• _YOUR GOAL_:
For the listing below, output exactly the lines from the line with "let current_values = current_lookup.values();" up to and including the line with "let p = metric.value(&previous_values);", and no other lines.

• _DATASET EXCERPTS_:
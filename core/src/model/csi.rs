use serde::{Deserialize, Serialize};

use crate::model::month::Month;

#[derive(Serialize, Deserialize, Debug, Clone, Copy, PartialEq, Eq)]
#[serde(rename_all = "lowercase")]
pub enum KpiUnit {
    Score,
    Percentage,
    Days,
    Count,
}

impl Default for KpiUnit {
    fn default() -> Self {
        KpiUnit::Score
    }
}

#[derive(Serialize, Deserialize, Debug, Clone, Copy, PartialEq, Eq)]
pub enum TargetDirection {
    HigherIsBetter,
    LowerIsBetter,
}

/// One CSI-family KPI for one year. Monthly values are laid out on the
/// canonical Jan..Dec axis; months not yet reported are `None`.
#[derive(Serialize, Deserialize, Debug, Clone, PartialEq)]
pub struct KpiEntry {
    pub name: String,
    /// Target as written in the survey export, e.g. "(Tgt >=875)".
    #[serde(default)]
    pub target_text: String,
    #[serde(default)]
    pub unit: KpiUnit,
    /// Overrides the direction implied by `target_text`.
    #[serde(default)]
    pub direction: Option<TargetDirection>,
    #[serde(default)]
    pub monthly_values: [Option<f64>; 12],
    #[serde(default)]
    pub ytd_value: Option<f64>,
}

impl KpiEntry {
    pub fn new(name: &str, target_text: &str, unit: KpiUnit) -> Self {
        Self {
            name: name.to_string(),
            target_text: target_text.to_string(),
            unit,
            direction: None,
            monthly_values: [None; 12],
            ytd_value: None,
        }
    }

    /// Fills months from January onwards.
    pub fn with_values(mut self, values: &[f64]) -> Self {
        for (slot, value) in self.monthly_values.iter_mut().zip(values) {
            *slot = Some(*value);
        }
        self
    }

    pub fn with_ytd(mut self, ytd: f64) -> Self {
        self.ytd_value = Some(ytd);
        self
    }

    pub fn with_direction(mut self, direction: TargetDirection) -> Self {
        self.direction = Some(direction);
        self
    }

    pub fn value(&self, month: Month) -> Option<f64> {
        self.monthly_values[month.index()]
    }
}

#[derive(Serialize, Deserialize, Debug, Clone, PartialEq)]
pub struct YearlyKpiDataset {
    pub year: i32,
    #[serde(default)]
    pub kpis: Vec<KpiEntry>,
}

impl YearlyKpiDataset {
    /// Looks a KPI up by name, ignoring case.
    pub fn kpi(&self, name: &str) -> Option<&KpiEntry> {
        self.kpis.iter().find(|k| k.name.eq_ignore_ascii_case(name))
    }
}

...

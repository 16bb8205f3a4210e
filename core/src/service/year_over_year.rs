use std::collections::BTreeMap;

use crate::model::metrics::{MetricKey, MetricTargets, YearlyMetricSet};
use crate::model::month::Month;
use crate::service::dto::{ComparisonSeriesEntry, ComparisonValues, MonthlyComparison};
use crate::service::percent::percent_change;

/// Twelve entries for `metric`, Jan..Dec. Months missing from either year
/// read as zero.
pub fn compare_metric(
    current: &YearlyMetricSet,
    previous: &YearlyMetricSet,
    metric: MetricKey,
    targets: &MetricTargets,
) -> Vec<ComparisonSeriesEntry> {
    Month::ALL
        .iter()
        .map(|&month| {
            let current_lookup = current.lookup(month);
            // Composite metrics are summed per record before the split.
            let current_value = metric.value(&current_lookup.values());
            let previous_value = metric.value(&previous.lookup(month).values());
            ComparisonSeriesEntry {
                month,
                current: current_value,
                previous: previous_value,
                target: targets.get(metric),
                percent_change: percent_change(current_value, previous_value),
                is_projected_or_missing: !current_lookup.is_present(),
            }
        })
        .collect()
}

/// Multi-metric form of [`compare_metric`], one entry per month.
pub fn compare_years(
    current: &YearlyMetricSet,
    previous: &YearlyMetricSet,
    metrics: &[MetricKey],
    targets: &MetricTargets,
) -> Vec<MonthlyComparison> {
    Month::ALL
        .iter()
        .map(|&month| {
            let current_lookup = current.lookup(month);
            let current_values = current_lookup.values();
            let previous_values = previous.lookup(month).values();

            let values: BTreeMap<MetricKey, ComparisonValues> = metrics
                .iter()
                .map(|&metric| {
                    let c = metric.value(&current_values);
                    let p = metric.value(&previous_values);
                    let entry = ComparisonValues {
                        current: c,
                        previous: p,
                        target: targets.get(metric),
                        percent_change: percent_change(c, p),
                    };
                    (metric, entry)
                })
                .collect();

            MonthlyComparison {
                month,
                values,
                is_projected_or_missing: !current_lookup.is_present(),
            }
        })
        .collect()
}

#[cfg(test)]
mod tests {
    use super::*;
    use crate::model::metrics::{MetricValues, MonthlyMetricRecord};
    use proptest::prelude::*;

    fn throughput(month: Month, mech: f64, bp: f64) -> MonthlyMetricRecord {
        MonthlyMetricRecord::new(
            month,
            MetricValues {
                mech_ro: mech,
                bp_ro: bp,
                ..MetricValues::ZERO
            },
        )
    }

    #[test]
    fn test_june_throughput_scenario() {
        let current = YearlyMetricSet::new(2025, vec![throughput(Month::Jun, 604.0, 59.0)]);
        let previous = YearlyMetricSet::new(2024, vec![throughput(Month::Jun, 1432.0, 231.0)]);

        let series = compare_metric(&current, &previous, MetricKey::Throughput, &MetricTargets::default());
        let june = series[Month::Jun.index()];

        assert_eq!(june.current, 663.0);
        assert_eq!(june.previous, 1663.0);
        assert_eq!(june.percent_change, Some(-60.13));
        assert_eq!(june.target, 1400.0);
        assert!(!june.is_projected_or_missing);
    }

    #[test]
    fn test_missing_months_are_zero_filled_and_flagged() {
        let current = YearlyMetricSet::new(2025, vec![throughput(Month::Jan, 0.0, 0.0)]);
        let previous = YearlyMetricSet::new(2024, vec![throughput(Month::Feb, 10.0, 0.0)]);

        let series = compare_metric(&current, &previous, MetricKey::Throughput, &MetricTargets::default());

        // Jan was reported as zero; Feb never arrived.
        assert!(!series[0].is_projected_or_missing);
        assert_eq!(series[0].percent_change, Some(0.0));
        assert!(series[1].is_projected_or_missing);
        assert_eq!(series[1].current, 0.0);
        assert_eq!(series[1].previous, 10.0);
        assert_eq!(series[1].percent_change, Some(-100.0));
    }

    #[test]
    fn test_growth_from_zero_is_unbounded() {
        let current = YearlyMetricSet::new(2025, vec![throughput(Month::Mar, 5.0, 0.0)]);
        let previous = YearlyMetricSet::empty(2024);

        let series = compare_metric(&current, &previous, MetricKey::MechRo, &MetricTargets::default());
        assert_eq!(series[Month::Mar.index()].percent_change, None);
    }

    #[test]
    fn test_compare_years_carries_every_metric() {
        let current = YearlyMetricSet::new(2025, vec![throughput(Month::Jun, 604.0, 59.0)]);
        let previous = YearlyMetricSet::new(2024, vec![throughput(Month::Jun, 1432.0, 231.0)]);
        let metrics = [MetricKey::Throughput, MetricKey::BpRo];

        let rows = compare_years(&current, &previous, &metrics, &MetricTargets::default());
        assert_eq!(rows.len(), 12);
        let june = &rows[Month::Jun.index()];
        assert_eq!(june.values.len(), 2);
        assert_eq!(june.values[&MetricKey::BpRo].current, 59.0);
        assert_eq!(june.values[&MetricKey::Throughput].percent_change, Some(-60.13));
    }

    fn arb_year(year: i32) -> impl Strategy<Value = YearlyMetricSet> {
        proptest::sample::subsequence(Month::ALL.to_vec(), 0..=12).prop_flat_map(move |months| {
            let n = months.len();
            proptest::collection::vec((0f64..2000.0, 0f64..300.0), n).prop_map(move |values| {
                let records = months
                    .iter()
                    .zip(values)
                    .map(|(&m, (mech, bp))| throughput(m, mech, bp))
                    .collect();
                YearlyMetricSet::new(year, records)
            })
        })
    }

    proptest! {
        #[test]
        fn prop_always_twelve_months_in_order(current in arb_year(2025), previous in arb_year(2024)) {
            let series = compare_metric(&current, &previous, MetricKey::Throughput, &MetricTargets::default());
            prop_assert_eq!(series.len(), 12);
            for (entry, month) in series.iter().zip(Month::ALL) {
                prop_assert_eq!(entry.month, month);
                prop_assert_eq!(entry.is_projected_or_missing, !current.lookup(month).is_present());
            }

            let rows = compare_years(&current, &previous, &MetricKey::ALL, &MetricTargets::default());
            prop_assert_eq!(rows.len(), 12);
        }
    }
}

--

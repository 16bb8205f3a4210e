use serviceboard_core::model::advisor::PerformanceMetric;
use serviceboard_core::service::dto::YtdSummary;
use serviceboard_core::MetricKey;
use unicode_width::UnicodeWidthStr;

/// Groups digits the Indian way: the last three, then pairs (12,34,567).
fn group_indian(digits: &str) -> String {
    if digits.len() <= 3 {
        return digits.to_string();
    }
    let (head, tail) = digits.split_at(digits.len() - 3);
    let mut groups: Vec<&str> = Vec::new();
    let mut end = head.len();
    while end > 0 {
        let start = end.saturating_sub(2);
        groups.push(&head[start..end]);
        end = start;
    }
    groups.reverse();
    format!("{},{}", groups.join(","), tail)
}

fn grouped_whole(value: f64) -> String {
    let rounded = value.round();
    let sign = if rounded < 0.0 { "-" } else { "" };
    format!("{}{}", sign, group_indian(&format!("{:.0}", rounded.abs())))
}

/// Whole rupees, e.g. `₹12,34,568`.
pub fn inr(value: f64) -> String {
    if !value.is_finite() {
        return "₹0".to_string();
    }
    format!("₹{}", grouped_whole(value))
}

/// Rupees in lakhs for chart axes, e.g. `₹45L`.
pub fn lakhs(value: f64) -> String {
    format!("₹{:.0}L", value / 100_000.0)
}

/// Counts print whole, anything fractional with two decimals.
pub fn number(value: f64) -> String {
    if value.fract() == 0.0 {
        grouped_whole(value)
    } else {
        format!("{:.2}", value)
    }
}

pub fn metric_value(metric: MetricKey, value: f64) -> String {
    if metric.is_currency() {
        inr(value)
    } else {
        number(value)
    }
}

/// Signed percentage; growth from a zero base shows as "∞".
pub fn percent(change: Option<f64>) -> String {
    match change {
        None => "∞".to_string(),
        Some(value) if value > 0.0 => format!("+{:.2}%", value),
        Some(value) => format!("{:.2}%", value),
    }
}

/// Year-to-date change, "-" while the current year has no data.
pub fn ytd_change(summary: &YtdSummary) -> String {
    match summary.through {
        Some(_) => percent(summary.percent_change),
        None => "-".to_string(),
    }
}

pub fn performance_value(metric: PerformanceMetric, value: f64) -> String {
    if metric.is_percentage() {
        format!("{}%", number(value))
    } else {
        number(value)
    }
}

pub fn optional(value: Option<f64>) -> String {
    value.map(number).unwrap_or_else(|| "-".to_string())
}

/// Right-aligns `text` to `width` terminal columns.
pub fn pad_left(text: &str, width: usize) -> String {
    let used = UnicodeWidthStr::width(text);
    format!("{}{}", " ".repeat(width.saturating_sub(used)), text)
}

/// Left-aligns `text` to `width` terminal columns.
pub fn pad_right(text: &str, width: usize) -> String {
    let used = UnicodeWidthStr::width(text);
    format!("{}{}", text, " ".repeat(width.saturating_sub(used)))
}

• _SOLUTION FOR THIS TASK_:
            let current_values = current_lookup.values();
            let previous_values = previous.lookup(month).values();

            let values: BTreeMap<MetricKey, ComparisonValues> = metrics
                .iter()
                .map(|&metric| {
                    let c = metric.value(&current_values);
                    let p = metric.value(&previous_values);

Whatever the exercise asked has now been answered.